- [Your goal]: This task calls for copying every line in the data below that contains the word "RunnerResult".

(Saved entries)

################

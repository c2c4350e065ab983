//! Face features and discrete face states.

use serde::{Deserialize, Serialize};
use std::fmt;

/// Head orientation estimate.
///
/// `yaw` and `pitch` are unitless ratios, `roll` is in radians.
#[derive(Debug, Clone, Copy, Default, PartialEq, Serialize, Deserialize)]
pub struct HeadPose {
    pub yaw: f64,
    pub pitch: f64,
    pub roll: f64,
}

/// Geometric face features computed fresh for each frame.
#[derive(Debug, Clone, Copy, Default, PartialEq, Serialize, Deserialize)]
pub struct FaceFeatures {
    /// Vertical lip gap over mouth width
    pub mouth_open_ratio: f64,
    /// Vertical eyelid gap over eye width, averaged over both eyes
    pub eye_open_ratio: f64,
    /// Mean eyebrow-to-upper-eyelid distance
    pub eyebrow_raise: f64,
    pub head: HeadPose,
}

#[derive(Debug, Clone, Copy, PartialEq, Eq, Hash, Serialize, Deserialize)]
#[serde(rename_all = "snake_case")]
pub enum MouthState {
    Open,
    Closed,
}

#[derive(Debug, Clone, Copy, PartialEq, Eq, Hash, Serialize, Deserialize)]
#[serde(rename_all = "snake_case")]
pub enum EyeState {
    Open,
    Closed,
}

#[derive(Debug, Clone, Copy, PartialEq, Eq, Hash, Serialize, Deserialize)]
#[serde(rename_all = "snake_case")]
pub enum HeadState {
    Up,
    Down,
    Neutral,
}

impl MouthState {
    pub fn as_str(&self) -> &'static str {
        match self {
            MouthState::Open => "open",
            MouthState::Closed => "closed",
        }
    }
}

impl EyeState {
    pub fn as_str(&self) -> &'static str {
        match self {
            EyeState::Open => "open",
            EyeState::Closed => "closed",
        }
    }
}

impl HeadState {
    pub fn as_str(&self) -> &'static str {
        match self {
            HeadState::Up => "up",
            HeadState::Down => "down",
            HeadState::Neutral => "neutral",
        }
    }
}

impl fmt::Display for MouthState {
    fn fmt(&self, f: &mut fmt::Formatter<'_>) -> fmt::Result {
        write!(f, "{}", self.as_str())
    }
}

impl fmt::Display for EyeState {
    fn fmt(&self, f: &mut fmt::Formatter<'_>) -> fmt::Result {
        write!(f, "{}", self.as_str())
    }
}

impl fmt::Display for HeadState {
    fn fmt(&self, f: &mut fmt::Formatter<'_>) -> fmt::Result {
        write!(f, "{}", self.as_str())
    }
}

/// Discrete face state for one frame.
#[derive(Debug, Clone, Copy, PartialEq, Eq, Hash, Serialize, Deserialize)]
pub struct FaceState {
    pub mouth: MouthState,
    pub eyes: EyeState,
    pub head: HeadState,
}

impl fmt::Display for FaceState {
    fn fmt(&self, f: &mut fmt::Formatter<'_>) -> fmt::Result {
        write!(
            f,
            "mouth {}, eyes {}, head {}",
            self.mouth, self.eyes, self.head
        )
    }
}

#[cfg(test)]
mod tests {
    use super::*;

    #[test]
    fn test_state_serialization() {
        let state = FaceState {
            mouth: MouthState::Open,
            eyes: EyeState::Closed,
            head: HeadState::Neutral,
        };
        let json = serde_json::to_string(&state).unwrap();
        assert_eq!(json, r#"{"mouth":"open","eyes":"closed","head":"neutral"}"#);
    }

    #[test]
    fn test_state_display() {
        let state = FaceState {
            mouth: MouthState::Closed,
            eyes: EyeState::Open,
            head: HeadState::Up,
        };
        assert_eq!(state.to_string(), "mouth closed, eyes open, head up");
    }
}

################

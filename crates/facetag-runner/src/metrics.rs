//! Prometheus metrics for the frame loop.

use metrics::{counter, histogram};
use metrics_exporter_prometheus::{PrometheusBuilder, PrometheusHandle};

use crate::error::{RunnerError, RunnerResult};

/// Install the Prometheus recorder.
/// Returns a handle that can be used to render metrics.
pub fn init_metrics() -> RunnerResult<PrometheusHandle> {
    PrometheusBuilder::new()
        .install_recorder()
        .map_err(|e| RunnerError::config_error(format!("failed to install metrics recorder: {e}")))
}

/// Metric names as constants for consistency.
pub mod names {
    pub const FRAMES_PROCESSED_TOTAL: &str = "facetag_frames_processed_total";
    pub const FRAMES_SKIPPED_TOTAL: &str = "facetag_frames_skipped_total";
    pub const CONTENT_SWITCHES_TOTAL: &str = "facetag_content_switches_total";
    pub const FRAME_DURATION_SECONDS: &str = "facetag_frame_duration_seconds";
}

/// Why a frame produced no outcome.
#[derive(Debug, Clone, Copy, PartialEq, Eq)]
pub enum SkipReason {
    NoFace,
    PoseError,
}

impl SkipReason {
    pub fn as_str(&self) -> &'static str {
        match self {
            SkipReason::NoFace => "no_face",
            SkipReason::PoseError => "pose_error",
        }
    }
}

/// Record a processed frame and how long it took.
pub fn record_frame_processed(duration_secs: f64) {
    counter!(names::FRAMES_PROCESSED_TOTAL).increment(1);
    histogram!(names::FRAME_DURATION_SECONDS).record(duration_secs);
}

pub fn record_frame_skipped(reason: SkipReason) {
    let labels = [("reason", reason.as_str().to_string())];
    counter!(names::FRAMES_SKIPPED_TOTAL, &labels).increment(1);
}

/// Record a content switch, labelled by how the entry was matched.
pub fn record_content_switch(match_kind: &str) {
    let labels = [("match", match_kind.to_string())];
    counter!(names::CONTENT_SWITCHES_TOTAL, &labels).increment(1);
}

################

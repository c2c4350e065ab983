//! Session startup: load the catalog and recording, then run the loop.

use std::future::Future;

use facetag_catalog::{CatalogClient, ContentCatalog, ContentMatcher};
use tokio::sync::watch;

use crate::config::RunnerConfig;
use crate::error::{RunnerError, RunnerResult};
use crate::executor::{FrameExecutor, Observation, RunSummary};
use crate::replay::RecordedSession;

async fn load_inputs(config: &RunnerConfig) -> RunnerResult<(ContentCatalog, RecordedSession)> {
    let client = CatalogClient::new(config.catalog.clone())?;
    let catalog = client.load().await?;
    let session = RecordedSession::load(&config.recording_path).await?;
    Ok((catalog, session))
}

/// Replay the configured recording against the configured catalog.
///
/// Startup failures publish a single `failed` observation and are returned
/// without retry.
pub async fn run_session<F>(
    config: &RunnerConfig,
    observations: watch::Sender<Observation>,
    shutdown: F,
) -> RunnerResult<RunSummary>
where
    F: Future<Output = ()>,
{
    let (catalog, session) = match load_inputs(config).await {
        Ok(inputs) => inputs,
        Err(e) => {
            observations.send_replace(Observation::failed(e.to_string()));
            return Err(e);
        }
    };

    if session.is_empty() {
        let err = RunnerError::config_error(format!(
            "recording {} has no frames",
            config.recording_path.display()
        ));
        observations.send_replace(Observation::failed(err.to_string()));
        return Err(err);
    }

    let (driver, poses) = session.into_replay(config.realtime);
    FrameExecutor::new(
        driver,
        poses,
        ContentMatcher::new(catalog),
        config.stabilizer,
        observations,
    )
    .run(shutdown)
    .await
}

################

- [Solved exercise]:
use crate::error::{RunnerError, RunnerResult};
pub fn init_metrics() -> RunnerResult<PrometheusHandle> {
use crate::error::{RunnerError, RunnerResult};
async fn load_inputs(config: &RunnerConfig) -> RunnerResult<(ContentCatalog, RecordedSession)> {
) -> RunnerResult<RunSummary>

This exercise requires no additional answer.